Dave, I will not forgive you. Since you posted it twice, I open the link and now I have a headache.
I think I will now go kneed some hamburger and turn on the grill

Posted by: bh | January 23, 2007 6:01 PM | Report abuse

Excellent speech, Curmudgeon! Hope the Prez finds the unlocked door this time.

Posted by: CowTown | January 23, 2007 6:08 PM | Report abuse

'Mudge, your speech was a gem. Hope you don't mind that I copied/pasted it and sent it to a friend. With full credit, of course

Posted by: Nameless | January 23, 2007 6:12 PM | Report abuse

Be my guest, Nameless. I'll just put the $1.95 on your tab.

Posted by: Curmudgeon | January 23, 2007 6:14 PM | Report abuse

Loomis, have they talked about adding ventilation to make the fire burn hotter faster and cleaner? Of course I have no idea how one would do so (I have a picture in my head of giant blow dryers, worhty of a cartoon by gosh).

I seem to recall reading something about doing that type of thing in stubborn smoky fires. Its like beating the fire at its own game.

Posted by: dr | January 23, 2007 6:16 PM | Report abuse

Oh, dear. Arguments are beginning in the Libby trial. Can't we all just try to get along?

(There's a cool pix of Libby getting out of his car with his attorney, tennessee Ernie Ford. And here's a shocker: Ol' Ern says Libby's being scapegoated; Karl Rove did it.)

Posted by: Curmudgeon | January 23, 2007 6:18 PM | Report abuse

Only $1.95 'Mudge? It's worth more than that. But I don't subscribe to paypal or whatever that thing is called where you pay online.

Posted by: Nameless | January 23, 2007 6:21 PM | Report abuse

Tennessee Ernie Ford... that's the first time I really DID spit Diet Pepsi onto my keyboard!

Posted by: TBG | January 23, 2007 6:25 PM | Report abuse

scc, worthy

Posted by: dr | January 23, 2007 6:25 PM | Report abuse

mo, saw this and thought of you. Goth may now be chic in D.C. Cripes, could you see congressional pages now with black lipstick and lip rings? Cool.

Posted by: CowTown | January 23, 2007 6:27 PM | Report abuse

Darned if you haven't completely nailed it, Mudge. It IS Tennessee Ernie Ford!

Posted by: Slyness | January 23, 2007 6:43 PM | Report abuse

Loomis, do you recall a couple of years ago or so when there was big old tire fire by Tracy, CA? All the experts surmised it would burn for months and smoke up valley so everyone couldn't breath. A couple of Red Adair types came in with drag lines and long reach backhoes with improvised heat shields, tore up the burning edges of the pile and it burned out in a couple of days.

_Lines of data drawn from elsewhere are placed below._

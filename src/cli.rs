//! Token splitter CLI
//!
//! Command-line arguments, configuration layering and output rendering for
//! the `token-splitter` binary.

use std::path::PathBuf;

use alloy::primitives::Address;
use clap::{Parser, Subcommand, ValueEnum};
use token_splitter::{
    config::parse_recipients,
    distribution::RemainderPolicy,
    errors::ConfigError,
    session::{HistoryView, SessionView},
    types::SplitBreakdown,
    SplitterConfig,
};

/// Discover and distribute the tokens held by a custodial splitter contract
#[derive(Parser, Debug, Clone)]
#[command(author, version, about, long_about = None)]
#[command(name = "token-splitter")]
pub struct SplitterCli {
    /// RPC endpoint (http(s) or ws(s))
    #[arg(long, env = "SPLITTER_RPC_URL")]
    pub rpc_url: Option<String>,

    /// Hex private key of the signing account
    #[arg(long, env = "SPLITTER_PRIVATE_KEY", hide_env_values = true)]
    pub private_key: Option<String>,

    /// Custodial splitter contract address
    #[arg(long, env = "SPLITTER_CONTRACT")]
    pub contract: Option<Address>,

    /// Configuration file path (JSON)
    #[arg(short, long, env = "SPLITTER_CONFIG")]
    pub config: Option<PathBuf>,

    /// Recipient table as `label:address:basis_points,...`
    #[arg(long, env = "SPLITTER_RECIPIENTS")]
    pub recipients: Option<String>,

    /// First block of the transfer log scan
    #[arg(long)]
    pub from_block: Option<u64>,

    /// Block window per log query
    #[arg(long)]
    pub max_block_range: Option<u64>,

    /// Seconds to wait for each receipt
    #[arg(long)]
    pub confirmation_timeout: Option<u64>,

    /// Output format
    #[arg(short, long, value_enum, default_value_t = OutputFormat::Text, env = "SPLITTER_FORMAT")]
    pub format: OutputFormat,

    /// Enable debug logging when RUST_LOG is unset
    #[arg(short, long)]
    pub verbose: bool,

    #[command(subcommand)]
    pub command: SplitterCommand,
}

#[derive(Subcommand, Debug, Clone)]
pub enum SplitterCommand {
    /// Connect the wallet and show the account
    Connect,

    /// List tokens held by the custodial contract
    Discover,

    /// Distribute a single token
    Distribute {
        /// Token contract address
        token: Address,
    },

    /// Distribute every discovered token, one transaction at a time
    DistributeAll,

    /// Call the contract's own distributeAll()
    DistributeContract,

    /// Compute the expected split of a balance without touching the chain
    Split {
        /// Raw balance (decimal or 0x-prefixed hex)
        balance: String,
        /// Token decimals used for display
        decimals: u8,
        /// Where the rounding remainder goes
        #[arg(long, value_enum, default_value_t = RemainderArg::Report)]
        remainder: RemainderArg,
    },
}

#[derive(ValueEnum, Debug, Clone, Copy, PartialEq, Eq)]
pub enum OutputFormat {
    Text,
    Json,
}

#[derive(ValueEnum, Debug, Clone, Copy, PartialEq, Eq)]
pub enum RemainderArg {
    Report,
    LargestShare,
}

impl From<RemainderArg> for RemainderPolicy {
    fn from(arg: RemainderArg) -> Self {
        match arg {
            RemainderArg::Report => RemainderPolicy::Report,
            RemainderArg::LargestShare => RemainderPolicy::LargestShare,
        }
    }
}

impl SplitterCli {
    /// Defaults, then the config file, then flags and environment
    pub fn resolve_config(&self) -> Result<SplitterConfig, ConfigError> {
        let mut config = match &self.config {
            Some(path) => SplitterConfig::from_json_file(path)?,
            None => SplitterConfig::default(),
        };

        if let Some(rpc_url) = &self.rpc_url {
            config.rpc_url = Some(rpc_url.clone());
        }
        if let Some(contract) = self.contract {
            config.custodial_contract = contract;
        }
        if let Some(recipients) = &self.recipients {
            config.recipients = parse_recipients(recipients)?;
        }
        if let Some(from_block) = self.from_block {
            config.scan.from_block = from_block;
        }
        if let Some(range) = self.max_block_range {
            config.scan.max_block_range = Some(range);
        }
        if let Some(secs) = self.confirmation_timeout {
            config.distribution.confirmation_timeout_secs = secs;
        }
        Ok(config)
    }
}

/// Plain text rendering of a session view
pub fn render_text(view: &SessionView) -> String {
    let mut out = String::new();
    out.push_str(&format!("Custodial contract: {}\n", view.custodial_contract));

    if view.tokens.is_empty() {
        out.push_str("Tokens: none\n");
    } else {
        out.push_str("Tokens:\n");
        for token in &view.tokens {
            out.push_str(&format!(
                "  {:<10} {:>28}  {}\n",
                token.symbol, token.balance, token.address
            ));
        }
    }

    if !view.history.is_empty() {
        out.push_str("History:\n");
        for entry in &view.history {
            render_history_entry(&mut out, entry);
        }
    }

    out.push_str(&view.status_message);
    out.push('\n');
    out
}

fn render_history_entry(out: &mut String, entry: &HistoryView) {
    let symbols: Vec<&str> = entry.tokens.iter().map(|t| t.token.symbol.as_str()).collect();
    out.push_str(&format!(
        "  {} [{}]: {}\n",
        entry.kind,
        symbols.join(", "),
        entry.outcome
    ));
    if let Some(url) = &entry.explorer_url {
        out.push_str(&format!("    {}\n", url));
    }
    for token in &entry.tokens {
        for row in &token.expected {
            out.push_str(&format!(
                "    {} {:<12} {:>28}\n",
                token.token.symbol, row.label, row.amount
            ));
        }
    }
}

/// Plain text rendering of a split breakdown
pub fn render_split(breakdown: &SplitBreakdown) -> String {
    breakdown
        .formatted()
        .into_iter()
        .map(|(label, amount)| format!("{:<12} {:>28}\n", label, amount))
        .collect()
}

Posted by: bh | January 23, 2007 6:44 PM | Report abuse

There is ONLY one suggestion I could make for Bush's speech which would improve it immeasurably.

You know those geico commericals? Bush should just hire somebody else to give the speech for him.

All he has to do is stand up and say "I am your president. And this is the speech." and sit down and let an actor deliver the goods to the nation, with emotion, passion while he tics away in his seat.

Then maybe I WOULD watch the State of Union address.

It's about time we realized being president is a busy job. We shouldn't ask the poor man to do what he so mainfestly sucks at, when he could be like, saving the world and democracy, you know?

Any nominations for the perfect actor/comedian to be giving Mudge's speech in place of Bush?

Jeff Foxworthy?

Posted by: Wilbrod | January 23, 2007 7:07 PM | Report abuse

*sniff sniff*
*nudge nudge*
*cocking ear*

"The boodle's dead, Jim."

Posted by: Wilbrodog | January 23, 2007 7:40 PM | Report abuse

Will Farrell would be great at giving the SotU in Bush's place.

Fortunately, I'm still at work and won't have to worry about accidentally stumbling across the speech while flipping through the channels.

Posted by: TBG | January 23, 2007 7:42 PM | Report abuse

It's not dead, dog, it just doesn't want to get involved. My nominee for the stand in for the speech tonight is Lon Cheney, posthumously.

Posted by: Shiloh | January 23, 2007 7:43 PM | Report abuse

That's Lon Chaney, but couldn't resist the homophonic respelling.

Posted by: Shiloh | January 23, 2007 7:51 PM | Report abuse

I like that nomination, Shiloh. Alive or dead, Lou Chaney Sr., the man of a thousand faces, and the son of deaf parents, could do a much better job of conveying the emotion anyway.

Also, I bet his W. impression would be KILLER.

Posted by: Wilbrod | January 23, 2007 7:57 PM | Report abuse

His son's not bad either. Although it's difficult to see W. selecting a guy famous for horror movie roles to stand in for him.,_Jr.

Posted by: Wilbrod | January 23, 2007 8:00 PM | Report abuse

I think I saw Lon Chaney, Jr, walkin' with the Queen.

Posted by: TBG | January 23, 2007 8:05 PM | Report abuse

More to the sense of the man, Wilbrod, the speech would be SILENT.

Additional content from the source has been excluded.